A central issue is the absence of universally accepted definitions of what constitutes "green" or low-emissions steel. Countries and organizations are developing their own taxonomies and certification frameworks, often reflecting domestic industrial priorities and technological pathways. India, for example, recently introduced one of the world's first national green steel certification systems, which evaluates emissions performance both at the plant level and for individual steel products. While such initiatives represent important progress, differing methodologies and thresholds across jurisdictions may create inconsistencies that complicate international trade and supply chain transparency.

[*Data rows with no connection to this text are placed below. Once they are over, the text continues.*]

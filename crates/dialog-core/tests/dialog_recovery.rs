//! Dialog recovery tests
//!
//! Tests for dialog recovery mechanisms and state preservation
//! in the face of network failures and other issues.

use tokio::time::{sleep, Duration};
use tracing::info;

use rvoip_dialog_core::{DialogError, Dialog, DialogState};

/// Test basic dialog recovery functionality without transport concerns
#[tokio::test]
async fn test_dialog_recovery_basic() -> Result<(), DialogError> {
    let mut dialog = Dialog::new(
        "recovery-test-call-id".to_string(),
        "sip:alice@example.com".parse().unwrap(),
        "sip:bob@example.com".parse().unwrap(),
        Some("alice-tag".to_string()),
        Some("bob-tag".to_string()),
        true,
    );

    // Initially the dialog should be in Initial state (constructor always creates Initial state)
    assert_eq!(dialog.state, DialogState::Initial);
    assert!(!dialog.is_recovering());

    // Simulate a failure by entering recovery mode
    dialog.enter_recovery_mode("Network timeout");
    assert_eq!(dialog.state, DialogState::Recovering);
    assert!(dialog.is_recovering());

    // Recovery should succeed and go to Confirmed state
    let recovered = dialog.complete_recovery();
    assert!(recovered);
    assert_eq!(dialog.state, DialogState::Confirmed);
    assert!(!dialog.is_recovering());

    Ok(())
}

/// Test dialog recovery state transitions
#[tokio::test]
async fn test_dialog_recovery_state_transitions() -> Result<(), DialogError> {
    let mut dialog = Dialog::new(
        "state-test-call-id".to_string(),
        "sip:alice@example.com".parse().unwrap(),
        "sip:bob@example.com".parse().unwrap(),
        Some("alice-tag".to_string()),
        Some("bob-tag".to_string()),
        true,
    );

    // Test multiple recovery cycles
    for i in 0..3 {
        let reason = format!("Recovery test cycle {}", i + 1);
        
        // Enter recovery mode
        dialog.enter_recovery_mode(&reason);
        assert_eq!(dialog.state, DialogState::Recovering);
        assert!(dialog.is_recovering());
        
        // Complete recovery
        let recovered = dialog.complete_recovery();
        assert!(recovered);
        assert_eq!(dialog.state, DialogState::Confirmed);
        assert!(!dialog.is_recovering());
    }

    Ok(())
}

/// Test dialog recovery failure scenarios
#[tokio::test]
async fn test_dialog_recovery_failure_scenarios() -> Result<(), DialogError> {
    let mut dialog = Dialog::new(
        "failure-test-call-id".to_string(),
        "sip:alice@example.com".parse().unwrap(),
        "sip:bob@example.com".parse().unwrap(),
        Some("alice-tag".to_string()),
        Some("bob-tag".to_string()),
        true,
    );

    // Confirm the dialog first
    dialog.state = DialogState::Confirmed;
    assert_eq!(dialog.state, DialogState::Confirmed);

    // Enter recovery mode
    dialog.enter_recovery_mode("Simulated failure");
    assert_eq!(dialog.state, DialogState::Recovering);

    // Simulate failed recovery by terminating dialog instead
    dialog.terminate();
    assert_eq!(dialog.state, DialogState::Terminated);
    assert!(dialog.is_terminated());

    // Recovery should not be possible after termination
    let recovered = dialog.complete_recovery();
    assert!(!recovered); // Should fail because dialog is terminated
    assert_eq!(dialog.state, DialogState::Terminated);

    Ok(())
}

/// Test multiple dialog recovery scenarios
#[tokio::test]
async fn test_multiple_dialog_recovery() -> Result<(), DialogError> {
    let mut dialogs = vec![
        Dialog::new(
            "multi-recovery-1".to_string(),
            "sip:alice@example.com".parse().unwrap(),
            "sip:bob@example.com".parse().unwrap(),
            Some("alice-tag-1".to_string()),
            Some("bob-tag-1".to_string()),
            true,
        ),
        Dialog::new(
            "multi-recovery-2".to_string(),
            "sip:alice@example.com".parse().unwrap(),
            "sip:carol@example.com".parse().unwrap(),
            Some("alice-tag-2".to_string()),
            Some("carol-tag-2".to_string()),
            true,
        ),
        Dialog::new(
            "multi-recovery-3".to_string(),
            "sip:bob@example.com".parse().unwrap(),
            "sip:david@example.com".parse().unwrap(),
            Some("bob-tag-3".to_string()),
            Some("david-tag-3".to_string()),
            false, // Not initiator
        ),
    ];

    // Simulate recovery for multiple dialogs
    for dialog in &mut dialogs {
        let call_id = dialog.call_id.clone();
        
        // Enter recovery mode
        dialog.enter_recovery_mode("Multi-dialog test");
        assert_eq!(dialog.state, DialogState::Recovering);
        info!("Dialog {} entered recovery mode", call_id);
        
        // Complete recovery
        let recovered = dialog.complete_recovery();
        assert!(recovered);
        assert_eq!(dialog.state, DialogState::Confirmed);
        info!("Dialog {} recovered successfully", call_id);
    }

    Ok(())
}

/// Test dialog recovery metadata tracking
#[tokio::test]
async fn test_dialog_recovery_metadata() -> Result<(), DialogError> {
    let mut dialog = Dialog::new(
        "metadata-test-call-id".to_string(),
        "sip:alice@example.com".parse().unwrap(),
        "sip:bob@example.com".parse().unwrap(),
        Some("alice-tag".to_string()),
        Some("bob-tag".to_string()),
        true,
    );

    // Check initial recovery metadata
    assert_eq!(dialog.recovery_attempts, 0);
    assert!(dialog.recovery_reason.is_none());
    assert!(dialog.recovered_at.is_none());

    // Enter recovery mode with specific reason
    let failure_reason = "Network timeout detected";
    dialog.enter_recovery_mode(failure_reason);
    
    // Check recovery metadata is updated
    assert_eq!(dialog.recovery_attempts, 0); // Still 0, not auto-incremented
    assert_eq!(dialog.recovery_reason.as_ref().unwrap(), failure_reason);
    assert!(dialog.recovered_at.is_none()); // Not recovered yet

    // Complete recovery
    let recovered = dialog.complete_recovery();
    assert!(recovered);
    
    // Check that recovery completion time is recorded
    assert!(dialog.recovered_at.is_some());
    info!("Dialog recovered at: {:?}", dialog.recovered_at);

    Ok(())
}

/// Test recovery with async delay simulation
#[tokio::test]
async fn test_dialog_recovery_with_delay() -> Result<(), DialogError> {
    let mut dialog = Dialog::new(
        "delay-test-call-id".to_string(),
        "sip:alice@example.com".parse().unwrap(),
        "sip:bob@example.com".parse().unwrap(),
        Some("alice-tag".to_string()),
        Some("bob-tag".to_string()),
        true,
    );

    // Enter recovery mode
    dialog.enter_recovery_mode("Simulated network delay");
    assert_eq!(dialog.state, DialogState::Recovering);

    // Simulate time passing during recovery process
    sleep(Duration::from_millis(100)).await;

    // Complete recovery after delay
    let recovered = dialog.complete_recovery();
    assert!(recovered);
    assert_eq!(dialog.state, DialogState::Confirmed);

    Ok(())
}

/// Integration test note: For full recovery testing with network failures,
/// use transaction-core integration tests that can simulate transport failures
/// at the proper architectural layer.
#[tokio::test]
async fn test_recovery_architecture_note() {
    // This test documents the proper architectural approach
    info!("ARCHITECTURAL NOTE:");
    info!("  - dialog-core: Manages dialog state recovery logic");
    info!("  - transaction-core: Handles network failure detection and transport recovery");
    info!("  - Full integration tests should be at transaction-core level");
    info!("  - dialog-core tests focus on pure dialog state management");
}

Credible monitoring, reporting, and verification (MRV) systems are becoming a critical foundation for the development of global green steel markets. Robust MRV frameworks provide the "common ground" necessary to build trust in emissions claims and enable cross-border transactions in low-emissions materials. South Korea, which established the first national emissions trading scheme in Asia, brings significant institutional experience that could help advance interoperable regional standards and data systems. However, the effectiveness of such systems continues to be debated, particularly regarding the continued allocation of free emissions allowances to energy-intensive industries such as steel. Analysts argue that this may weaken effective carbon price signals and reduce incentives for emissions reductions. Even with these concerns, the need for greater alignment remains clear. Establishing comparable metrics for emissions intensity, certification procedures, and product labeling will be essential in allowing producers and buyers across different markets to transact with confidence.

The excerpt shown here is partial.